Detection of lung, breast, colorectal, and prostate cancers from exhaled breath using a single array of nanosensors.

BACKGROUND: Tumour growth is accompanied by gene and/or protein changes that may lead to peroxidation of the cell membrane species and, hence, to the emission of volatile organic compounds (VOCs). In this study, we investigated the ability of a nanosensor array to discriminate between breath VOCs that characterise healthy states and the most widespread cancer states in the developed world: lung, breast, colorectal, and prostate cancers. METHODS: Exhaled alveolar breath was collected from 177 volunteers aged 20-75 years (patients with lung, colon, breast, and prostate cancers and healthy controls). Breath from cancerous subjects was collected before any treatment. The healthy population was healthy according to subjective patient's data.

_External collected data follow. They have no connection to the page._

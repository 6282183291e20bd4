//! Local markdown posts → [`LightweightPost`].
//!
//! Field resolution (first available wins):
//!
//! - **slug**: frontmatter `slug` → id with `.md`/`.mdx`/`.markdown` stripped
//! - **title**: frontmatter `title` → placeholder
//! - **brief**: frontmatter `brief` → first prose body line, skipping headings and MDX imports (capped) → `""`
//! - **cover image**: string URL or `{ src, alt }` object → absent
//! - **reading time**: frontmatter `readingTime` → body word count / speed

use super::raw::{CoverImageField, RawLocalPost, TagField};
use super::text::{brief_from_body, reading_time, resolve};
use crate::config::PostsConfig;
use crate::naming::{strip_content_extension, tag_slug};
use crate::types::{CoverImage, LightweightPost, PostData, PostSource, Tag};

/// Normalize local posts with stock settings.
pub fn normalize_local_posts(raw: impl IntoIterator<Item = RawLocalPost>) -> Vec<LightweightPost> {
    normalize_local_posts_with(raw, &PostsConfig::default())
}

pub fn normalize_local_posts_with(
    raw: impl IntoIterator<Item = RawLocalPost>,
    config: &PostsConfig,
) -> Vec<LightweightPost> {
    raw.into_iter()
        .map(|post| normalize_local_post(post, config))
        .collect()
}

fn normalize_local_post(raw: RawLocalPost, config: &PostsConfig) -> LightweightPost {
    let RawLocalPost { id, body, data } = raw;
    let body = body.unwrap_or_default();

    let slug = resolve(&[data.slug.as_deref(), Some(strip_content_extension(&id))])
        .unwrap_or_else(|| id.clone());
    let title = resolve(&[data.title.as_deref()])
        .unwrap_or_else(|| config.placeholder_title.clone());
    let body_brief = brief_from_body(&body, config.brief_max_chars);
    let brief = resolve(&[data.brief.as_deref(), body_brief.as_deref()]).unwrap_or_default();
    let reading_time = match data.reading_time {
        Some(minutes) => minutes.max(1),
        None => reading_time(&body, config.words_per_minute),
    };

    LightweightPost {
        id,
        data: PostData {
            slug,
            title,
            brief,
            cover_image: data.cover_image.and_then(cover_image),
            tags: data.tags.unwrap_or_default().into_iter().filter_map(tag).collect(),
            published_at: data.published_at,
            reading_time,
            source: PostSource::Hashnode,
            external_url: None,
        },
    }
}

fn cover_image(field: CoverImageField) -> Option<CoverImage> {
    let (url, alt) = match field {
        CoverImageField::Url(url) => (Some(url), None),
        CoverImageField::Object { src, alt } => (src, alt),
    };
    let url = resolve(&[url.as_deref()])?;
    Some(CoverImage {
        url,
        alt: resolve(&[alt.as_deref()]),
    })
}

fn tag(field: TagField) -> Option<Tag> {
    let (name, slug) = match field {
        TagField::Name(name) => (name, None),
        TagField::Tag { name, slug } => (name, slug),
    };
    let name = name.trim().to_string();
    let slug = resolve(&[slug.as_deref()]).unwrap_or_else(|| tag_slug(&name));
    (!name.is_empty() && !slug.is_empty()).then_some(Tag { name, slug })
}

The breath of volunteers was examined by a tailor-made array of cross-reactive nanosensors based on organically functionalised gold nanoparticles and gas chromatography linked to the mass spectrometry technique (GC-MS). RESULTS: The results showed that the nanosensor array could differentiate between 'healthy' and 'cancerous' breath, and, furthermore, between the breath of patients having different cancer types. Moreover, the nanosensor array could distinguish between the breath patterns of different cancers in the same statistical analysis, irrespective of age, gender, lifestyle, and other confounding factors. The GC-MS results showed that each cancer could have a unique pattern of VOCs, when compared with healthy states, but not when compared with other cancer types. CONCLUSIONS: The reported results could lead to the development of an inexpensive, easy-to-use, portable, non-invasive tool that overcomes many of the deficiencies associated with the currently available diagnostic methods for cancer.